Ken de Cooman from BC Architects talked about the challenges of material scarcity where so many natural resources have already been used (and the supply chains for those yet to be used are still destructive). He said for BC in its three areas of endeavour – architecture – research and materials circularity was not such a miracle but something they had learnt to do from the first buildings they had made. For Lot 8 in Arles they had worked with and for their client Atelier Luma and with Assemble to restore a former industrial building as a new material production centre. They started by mapping the material resources available on site and nearby – looking for those that are ‘by products of human activities’. From this research they identified waste they could use from stone quarrying and rice, sunflower and algae production. BC’s intention is to be agile prototyping new materials for projects and to make new sustainable products at scale. Being aware of Brussels’ distinctive geology  BC Materials made an agreement with the city council to take waste from site excavations in the city – using waste soil and sand to make bricks and a range of building products – partnering with manufacturers to meet growing demand and bring down prices.
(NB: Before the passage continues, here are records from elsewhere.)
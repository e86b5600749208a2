// Copyright (c) 2022-2023 The MobileCoin Foundation

//! Handshake (connect) messages

use encdec::{DecodeOwned, Encode};
use num_enum::TryFromPrimitive;
use strum::Display;

use crate::{
    check_len,
    crypto::{PublicKey, SharedSecret},
    helpers::arr,
    wallet::{ActiveWallets, ACTIVE_WALLETS_LEN},
    ProtoError, SecureMsgType, PUBLIC_KEY_LEN,
};

/// Length of the firmware version field `[fix, minor, major, reserved]`
pub const FW_VERSION_LEN: usize = 4;

/// Length of the pairing salt issued to unpaired hosts
pub const PAIRING_SALT_LEN: usize = 32;

/// Length of the trailing wallet / salt field
pub const CONNECT_TAIL_LEN: usize = ACTIVE_WALLETS_LEN;

/// Handshake response body length
pub const CONNECT_RESP_LEN: usize = 1 + PUBLIC_KEY_LEN + FW_VERSION_LEN + CONNECT_TAIL_LEN;

/// Device-reported pairing state for the connecting host
#[derive(Copy, Clone, PartialEq, Eq, Debug, Display, TryFromPrimitive)]
#[repr(u8)]
pub enum DevicePairing {
    NotPaired = 0x00,
    Paired = 0x01,
}

/// Handshake request payload, sent unencrypted.
///
/// ## Encoding:
/// ```text
///  0                   1                   2                   3
///  0 1 2 3 4 5 6 7 8 9 0 1 2 3 4 5 6 7 8 9 0 1 2 3 4 5 6 7 8 9 0 1
/// +-+-+-+-+-+-+-+-+-+-+-+-+-+-+-+-+-+-+-+-+-+-+-+-+-+-+-+-+-+-+-+-+
/// |  SECURE_TYPE  |                                               |
/// +-+-+-+-+-+-+-+-+                                               +
/// /               IDENTITY_PUBLIC_KEY (65-byte SEC1)              /
/// +-+-+-+-+-+-+-+-+-+-+-+-+-+-+-+-+-+-+-+-+-+-+-+-+-+-+-+-+-+-+-+-+
/// ```
#[derive(Copy, Clone, PartialEq, Debug)]
pub struct ConnectReq {
    /// Host identity public key
    pub public_key: PublicKey,
}

impl ConnectReq {
    /// Create a new [ConnectReq]
    pub fn new(public_key: PublicKey) -> Self {
        Self { public_key }
    }
}

impl Encode for ConnectReq {
    type Error = ProtoError;

    fn encode_len(&self) -> Result<usize, Self::Error> {
        Ok(1 + PUBLIC_KEY_LEN)
    }

    fn encode(&self, buff: &mut [u8]) -> Result<usize, Self::Error> {
        check_len(buff, 1 + PUBLIC_KEY_LEN)?;

        buff[0] = SecureMsgType::Connect as u8;
        let n = arr::enc(self.public_key.as_bytes(), &mut buff[1..])?;

        Ok(1 + n)
    }
}

impl DecodeOwned for ConnectReq {
    type Output = Self;
    type Error = ProtoError;

    fn decode_owned(buff: &[u8]) -> Result<(Self::Output, usize), Self::Error> {
        check_len(buff, 1 + PUBLIC_KEY_LEN)?;

        if buff[0] != SecureMsgType::Connect as u8 {
            return Err(ProtoError::InvalidMsgType(buff[0]));
        }

        let public_key = PublicKey::try_from(&buff[1..][..PUBLIC_KEY_LEN])?;

        Ok((Self { public_key }, 1 + PUBLIC_KEY_LEN))
    }
}

/// Handshake response body.
///
/// When the host is already paired `tail` contains the active wallet descriptors
/// encrypted under the secret derived from `ephemeral_pub`, otherwise it begins
/// with a one-time pairing salt.
///
/// ## Encoding:
/// ```text
///  0                   1                   2                   3
///  0 1 2 3 4 5 6 7 8 9 0 1 2 3 4 5 6 7 8 9 0 1 2 3 4 5 6 7 8 9 0 1
/// +-+-+-+-+-+-+-+-+-+-+-+-+-+-+-+-+-+-+-+-+-+-+-+-+-+-+-+-+-+-+-+-+
/// |    PAIRED     |                                               |
/// +-+-+-+-+-+-+-+-+                                               +
/// /              EPHEMERAL_PUBLIC_KEY (65-byte SEC1)              /
/// +-+-+-+-+-+-+-+-+-+-+-+-+-+-+-+-+-+-+-+-+-+-+-+-+-+-+-+-+-+-+-+-+
/// |      FIX      |     MINOR     |     MAJOR     |   RESERVED    |
/// +-+-+-+-+-+-+-+-+-+-+-+-+-+-+-+-+-+-+-+-+-+-+-+-+-+-+-+-+-+-+-+-+
/// /            WALLETS (encrypted) or PAIRING_SALT (144)          /
/// +-+-+-+-+-+-+-+-+-+-+-+-+-+-+-+-+-+-+-+-+-+-+-+-+-+-+-+-+-+-+-+-+
/// ```
#[derive(Clone, PartialEq, Debug)]
pub struct ConnectResp {
    pub pairing: DevicePairing,
    pub ephemeral_pub: PublicKey,
    pub fw_version: [u8; FW_VERSION_LEN],
    pub tail: [u8; CONNECT_TAIL_LEN],
}

impl ConnectResp {
    /// Build a response for a paired host, encrypting wallet data under `secret`
    pub fn paired(
        ephemeral_pub: PublicKey,
        fw_version: [u8; FW_VERSION_LEN],
        wallets: &ActiveWallets,
        secret: &SharedSecret,
    ) -> Result<Self, ProtoError> {
        let mut tail = [0u8; CONNECT_TAIL_LEN];
        wallets.encode(&mut tail)?;
        secret.encrypt(&mut tail)?;

        Ok(Self {
            pairing: DevicePairing::Paired,
            ephemeral_pub,
            fw_version,
            tail,
        })
    }

    /// Build a response for an unpaired host carrying a pairing salt
    pub fn unpaired(
        ephemeral_pub: PublicKey,
        fw_version: [u8; FW_VERSION_LEN],
        salt: [u8; PAIRING_SALT_LEN],
    ) -> Self {
        let mut tail = [0u8; CONNECT_TAIL_LEN];
        tail[..PAIRING_SALT_LEN].copy_from_slice(&salt);

        Self {
            pairing: DevicePairing::NotPaired,
            ephemeral_pub,
            fw_version,
            tail,
        }
    }

    /// Fetch the pairing salt (unpaired responses only)
    pub fn salt(&self) -> Option<[u8; PAIRING_SALT_LEN]> {
        match self.pairing {
            DevicePairing::NotPaired => {
                let mut s = [0u8; PAIRING_SALT_LEN];
                s.copy_from_slice(&self.tail[..PAIRING_SALT_LEN]);
                Some(s)
            }
            DevicePairing::Paired => None,
        }
    }

    /// Decrypt active wallets (paired responses only) using the secret derived
    /// from `ephemeral_pub`
    pub fn wallets(&self, secret: &SharedSecret) -> Result<Option<ActiveWallets>, ProtoError> {
        if self.pairing != DevicePairing::Paired {
            return Ok(None);
        }

        let mut tail = self.tail;
        secret.decrypt(&mut tail)?;

        let (w, _) = ActiveWallets::decode_owned(&tail)?;
        Ok(Some(w))
    }
}

impl Encode for ConnectResp {
    type Error = ProtoError;

    fn encode_len(&self) -> Result<usize, Self::Error> {
        Ok(CONNECT_RESP_LEN)
    }

    fn encode(&self, buff: &mut [u8]) -> Result<usize, Self::Error> {
        check_len(buff, CONNECT_RESP_LEN)?;

        let mut index = 0;

        buff[index] = self.pairing as u8;
        index += 1;

        index += arr::enc(self.ephemeral_pub.as_bytes(), &mut buff[index..])?;
        index += arr::enc(&self.fw_version, &mut buff[index..])?;
        index += arr::enc(&self.tail, &mut buff[index..])?;

        Ok(index)
    }
}

impl DecodeOwned for ConnectResp {
    type Output = Self;
    type Error = ProtoError;

    fn decode_owned(buff: &[u8]) -> Result<(Self::Output, usize), Self::Error> {
        check_len(buff, CONNECT_RESP_LEN)?;

        let mut index = 0;

        let pairing =
            DevicePairing::try_from(buff[index]).map_err(|_| ProtoError::InvalidEncoding)?;
        index += 1;

        let ephemeral_pub = PublicKey::try_from(&buff[index..][..PUBLIC_KEY_LEN])?;
        index += PUBLIC_KEY_LEN;

        let (fw_version, n) = arr::dec(&buff[index..])?;
        index += n;

        let (tail, n) = arr::dec(&buff[index..])?;
        index += n;

        Ok((
            Self {
                pairing,
                ephemeral_pub,
                fw_version,
                tail,
            },
            index,
        ))
    }
}

#[cfg(test)]
mod test {
    use rand_core::OsRng;

    use super::*;
    use crate::{crypto::KeyPair, test::encode_decode, wallet::Wallet};

    #[test]
    fn connect_req() {
        let k = KeyPair::random(&mut OsRng);
        let req = ConnectReq::new(k.public_key());

        let mut buff = [0u8; 128];
        encode_decode(&mut buff, &req, 66);
        assert_eq!(buff[0], SecureMsgType::Connect as u8);
    }

    #[test]
    fn connect_resp_unpaired() {
        let k = KeyPair::random(&mut OsRng);
        let resp = ConnectResp::unpaired(k.public_key(), [4, 10, 0, 0], [0x5a; 32]);

        let mut buff = [0u8; 256];
        encode_decode(&mut buff, &resp, CONNECT_RESP_LEN);

        assert_eq!(resp.salt(), Some([0x5a; 32]));
        assert_eq!(CONNECT_RESP_LEN, 214);
    }

    #[test]
    fn connect_resp_paired_wallets() {
        let (host, device) = (KeyPair::random(&mut OsRng), KeyPair::random(&mut OsRng));
        let secret = device.shared_secret(&host.public_key()).unwrap();

        let wallets = ActiveWallets {
            internal: Wallet::new([0x11; 32], 0x01, "internal"),
            external: Wallet::default(),
        };

        let resp =
            ConnectResp::paired(device.public_key(), [0, 15, 0, 0], &wallets, &secret).unwrap();
        assert_eq!(resp.salt(), None);

        // Host derives the same secret from the device ephemeral key
        let host_secret = host.shared_secret(&resp.ephemeral_pub).unwrap();
        assert_eq!(resp.wallets(&host_secret).unwrap(), Some(wallets));
    }
}
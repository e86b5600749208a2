// Copyright (c) 2022-2023 The MobileCoin Foundation

use std::{
    sync::{
        atomic::{AtomicBool, Ordering},
        Arc,
    },
    time::Duration,
};

use async_trait::async_trait;

use keylink::{
    proto::REQUEST_DATA_CAPACITY, DeviceHandle, Error, PairingStatus, RequestType, ResponseCode,
    Transport,
};
use keylink_core::engine::Fault;

mod helpers;
use helpers::*;

#[tokio::test]
async fn request_before_connect() -> anyhow::Result<()> {
    setup_logging();

    let t = SimTransport::new(engine(FW_CURRENT));
    let h = DeviceHandle::new(t.clone(), config());

    let r = h.encrypted_request(RequestType::GetWallets, &[]).await;
    assert!(matches!(r, Err(Error::MustReconnect)));

    let r = h.fetch_active_wallets().await;
    assert!(matches!(r, Err(Error::MustReconnect)));

    assert_eq!(t.calls(), 0);

    Ok(())
}

#[tokio::test]
async fn request_before_pairing() -> anyhow::Result<()> {
    setup_logging();

    let t = SimTransport::new(engine(FW_CURRENT));
    let h = DeviceHandle::new(t.clone(), config());

    h.connect(DEVICE_ID).await?;
    t.reset_calls();

    let r = h.encrypted_request(RequestType::GetAddresses, &[0u8; 4]).await;
    assert!(matches!(
        r,
        Err(Error::InvalidState {
            actual: PairingStatus::PairingPending,
            expected: PairingStatus::Paired,
        })
    ));
    assert_eq!(t.calls(), 0);

    Ok(())
}

#[tokio::test]
async fn request_rotates_keys() -> anyhow::Result<()> {
    let (t, h) = paired(FW_CURRENT).await;

    let s0 = h.state().await;
    let id0 = s0.ephemeral_id();

    // Ephemeral id is a pure function of the shared secret
    assert_eq!(id0, h.state().await.ephemeral_id());

    let a = h.encrypted_request(RequestType::GetAddresses, &[0u8; 4]).await?;
    assert_eq!(a.len(), RequestType::GetAddresses.response_len());

    let s1 = h.state().await;
    assert_ne!(s1.peer_key(), s0.peer_key());
    assert_ne!(s1.ephemeral_id(), id0);

    // Host and device remain in sync following rotation
    let device_secret = t.with_engine(|e| e.session_secret(&s1.identity_public()));
    assert_eq!(device_secret.as_ref(), s1.shared_secret().ok());

    // Results are deterministic for the same request
    let b = h.encrypted_request(RequestType::GetAddresses, &[0u8; 4]).await?;
    assert_eq!(a, b);

    let c = h.encrypted_request(RequestType::GetAddresses, &[1u8; 4]).await?;
    assert_ne!(a, c);

    assert_eq!(t.calls(), 3);

    Ok(())
}

#[tokio::test]
async fn request_result_trimmed() -> anyhow::Result<()> {
    let (_t, h) = paired(FW_CURRENT).await;

    let data = [0xabu8; 32];
    let r = h.encrypted_request(RequestType::Test, &data).await?;

    assert_eq!(r.len(), RequestType::Test.response_len());
    assert_eq!(&r[..data.len()], &data[..]);
    assert!(r[data.len()..].iter().all(|b| *b == 0));

    let r = h.encrypted_request(RequestType::FinalizePairing, &[]).await;
    assert!(matches!(r, Err(Error::Device(ResponseCode::Already))));

    Ok(())
}

#[tokio::test]
async fn request_size_limits() -> anyhow::Result<()> {
    let (t, h) = paired(FW_CURRENT).await;

    let data = vec![0u8; REQUEST_DATA_CAPACITY + 1];
    let r = h.encrypted_request(RequestType::Test, &data).await;
    assert!(matches!(
        r,
        Err(Error::DataTooLarge { len, max })
            if len == REQUEST_DATA_CAPACITY + 1 && max == REQUEST_DATA_CAPACITY
    ));

    let max = h.capabilities().await.req_max_data_sz;
    let data = vec![0u8; max + 1];
    let r = h.encrypted_request(RequestType::Sign, &data).await;
    assert!(matches!(r, Err(Error::DataTooLarge { .. })));

    assert_eq!(t.calls(), 0);

    // Within limits the request reaches the device
    let data = vec![0u8; max];
    let r = h.encrypted_request(RequestType::Sign, &data).await;
    assert!(matches!(r, Err(Error::Device(ResponseCode::Disabled))));
    assert_eq!(t.calls(), 1);

    Ok(())
}

#[tokio::test]
async fn request_legacy_firmware() -> anyhow::Result<()> {
    let (t, h) = paired(FW_LEGACY).await;

    assert_eq!(h.state().await.firmware(), None);
    assert!(!h.capabilities().await.kv_allowed());

    for op in [
        RequestType::GetKvRecords,
        RequestType::AddKvRecords,
        RequestType::RemoveKvRecords,
    ] {
        let r = h.encrypted_request(op, &[]).await;
        assert!(matches!(r, Err(Error::Unsupported(o)) if o == op));
    }
    assert_eq!(t.calls(), 0);

    // Non-kv operations are unaffected
    h.encrypted_request(RequestType::GetAddresses, &[]).await?;

    Ok(())
}

#[tokio::test]
async fn request_resync() -> anyhow::Result<()> {
    let (t, h) = paired(FW_CURRENT).await;

    let s0 = h.state().await;

    t.with_engine(|e| e.inject(Fault::MsgIdMismatch));

    let r = h.encrypted_request(RequestType::GetWallets, &[]).await;
    assert!(matches!(r, Err(Error::Resync { .. })));

    // Session is left untouched
    let s1 = h.state().await;
    assert_eq!(s1.peer_key(), s0.peer_key());
    assert_eq!(s1.ephemeral_id(), s0.ephemeral_id());

    // The device has moved on, so the stale session is rejected
    let r = h.encrypted_request(RequestType::GetWallets, &[]).await;
    assert!(matches!(r, Err(Error::Device(ResponseCode::InvalidEphemId))));

    // Reconnecting recovers
    assert!(h.connect(DEVICE_ID).await?);
    h.encrypted_request(RequestType::GetWallets, &[]).await?;

    Ok(())
}

#[tokio::test]
async fn request_device_error() -> anyhow::Result<()> {
    let (t, h) = paired(FW_CURRENT).await;

    let s0 = h.state().await;

    t.with_engine(|e| e.inject(Fault::Status(ResponseCode::UserDeclined)));

    let r = h.encrypted_request(RequestType::GetAddresses, &[]).await;
    let e = r.unwrap_err();
    assert_eq!(e.response_code(), Some(ResponseCode::UserDeclined));
    assert_eq!(e.to_string(), "Device error: Request declined by user (0x84)");

    // Error responses do not rotate keys
    assert_eq!(h.state().await.peer_key(), s0.peer_key());
    h.encrypted_request(RequestType::GetAddresses, &[]).await?;

    Ok(())
}

/// Transport that never responds
struct StalledTransport;

#[async_trait]
impl Transport for StalledTransport {
    async fn exchange(&self, _device_id: &str, _frame: &[u8]) -> Result<Vec<u8>, Error> {
        tokio::time::sleep(Duration::from_secs(3600)).await;
        Err(Error::RequestTimeout)
    }
}

#[tokio::test]
async fn request_timeout() -> anyhow::Result<()> {
    setup_logging();

    let h = DeviceHandle::new(
        StalledTransport,
        keylink::Config {
            timeout_ms: 10,
            ..config()
        },
    );

    let r = tokio::time::timeout(Duration::from_secs(5), h.connect(DEVICE_ID)).await?;
    assert!(matches!(r, Err(Error::RequestTimeout)));

    // Timeouts leave the session untouched
    let s = h.state().await;
    assert!(s.peer_key().is_none());
    assert_eq!(s.pairing_status(), PairingStatus::Unpaired);

    Ok(())
}

/// Transport that stalls once enabled
#[derive(Clone)]
struct StallingTransport {
    inner: SimTransport,
    stall: Arc<AtomicBool>,
}

#[async_trait]
impl Transport for StallingTransport {
    async fn exchange(&self, device_id: &str, frame: &[u8]) -> Result<Vec<u8>, Error> {
        if self.stall.load(Ordering::SeqCst) {
            return StalledTransport.exchange(device_id, frame).await;
        }
        self.inner.exchange(device_id, frame).await
    }
}

#[tokio::test]
async fn request_timeout_per_call() -> anyhow::Result<()> {
    setup_logging();

    let t = StallingTransport {
        inner: SimTransport::new(engine(FW_CURRENT)),
        stall: Arc::new(AtomicBool::new(false)),
    };

    // Configured timeout exceeds the test limit, so only per-call timeouts can fire
    let h = DeviceHandle::new(
        t.clone(),
        keylink::Config {
            timeout_ms: 60_000,
            ..config()
        },
    );
    let per_call = Duration::from_millis(10);
    let limit = Duration::from_secs(5);

    assert!(!h.connect_with_timeout(DEVICE_ID, per_call).await?);

    t.stall.store(true, Ordering::SeqCst);

    let r = tokio::time::timeout(limit, h.pair_with_timeout(PAIRING_SECRET, per_call)).await?;
    assert!(matches!(r, Err(Error::RequestTimeout)));
    assert_eq!(h.pairing_status().await, PairingStatus::PairingPending);

    let r = tokio::time::timeout(limit, h.connect_with_timeout(DEVICE_ID, per_call)).await?;
    assert!(matches!(r, Err(Error::RequestTimeout)));
    assert_eq!(h.device_id().await.as_deref(), Some(DEVICE_ID));

    Ok(())
}

#[tokio::test]
async fn concurrent_requests() -> anyhow::Result<()> {
    let (t, h) = paired(FW_CURRENT).await;

    // Overlapping requests on cloned handles are serialised
    let tasks: Vec<_> = (0..8u8)
        .map(|i| {
            let h = h.clone();
            tokio::spawn(async move { h.encrypted_request(RequestType::Test, &[i; 8]).await })
        })
        .collect();

    for (i, task) in tasks.into_iter().enumerate() {
        let r = task.await??;
        assert_eq!(&r[..8], &[i as u8; 8]);
    }

    assert_eq!(t.calls(), 8);

    Ok(())
}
 As outlined in my post ‘Forests, fields, people and regenerative construction’ to make the future global building stock into a regenerative carbon-sink the menu of natural materials commonly used needs to get wider. Fast growing biobased materials have a more rapid impact than timber and can sometimes grow in less favourable conditions. A study of the potential for Circular Biobased Construction in the North East and Yorkshire by Material Cultures and Arup identified the opportunities at a landscape scale. A research project is just starting at the Universities of Bath and Cardiff looking at biobased solutions to energy efficiency and resilience of existing housing.

As both Evolving Forests and BC Architects demonstrate there is also a value in better understanding the material landscape of a project – what underused resource and waste streams are nearby? Local Works Studio (an earlier Terrain Talks contributor) have also made this part of their practice notably for the Gold Medal winning Sarah Price garden at Chelsea Flower Show in 2023 where they mapped available materials between the plant nursery and the Chelsea or their research for a project in Devon that mapped natural and waste resources to inform material design. As a starting point The Building Stones Database for England has a detailed geological map that locates historic buildings alongside quarries providing an amazing resource for understanding the material tone and context of a place.

The King’s Foundation and University College of Estate Management (UCEM) have started a 2 year KTP research project to set up regional building hubs (RBH) bring together regional landowners, SME’s, supply chains aiming to ‘develop model for regional hubs that is de-risked, skilled up, competitively priced and funded’. They are thinking of creating digital pattern books and building solutions aimed at standardization of plans but variation in the ‘regional overcoat’ that may be open sourced and linked to local supply chains. Similarly but differently Architecture 00’s Wiki House and Dark Matter Labs Free House looks at open sourcing the design and digital fabrication of exemplar zero carbon homes – making these affordable through civicaly governed finance.

Photo: Extract from the Building Stones Database.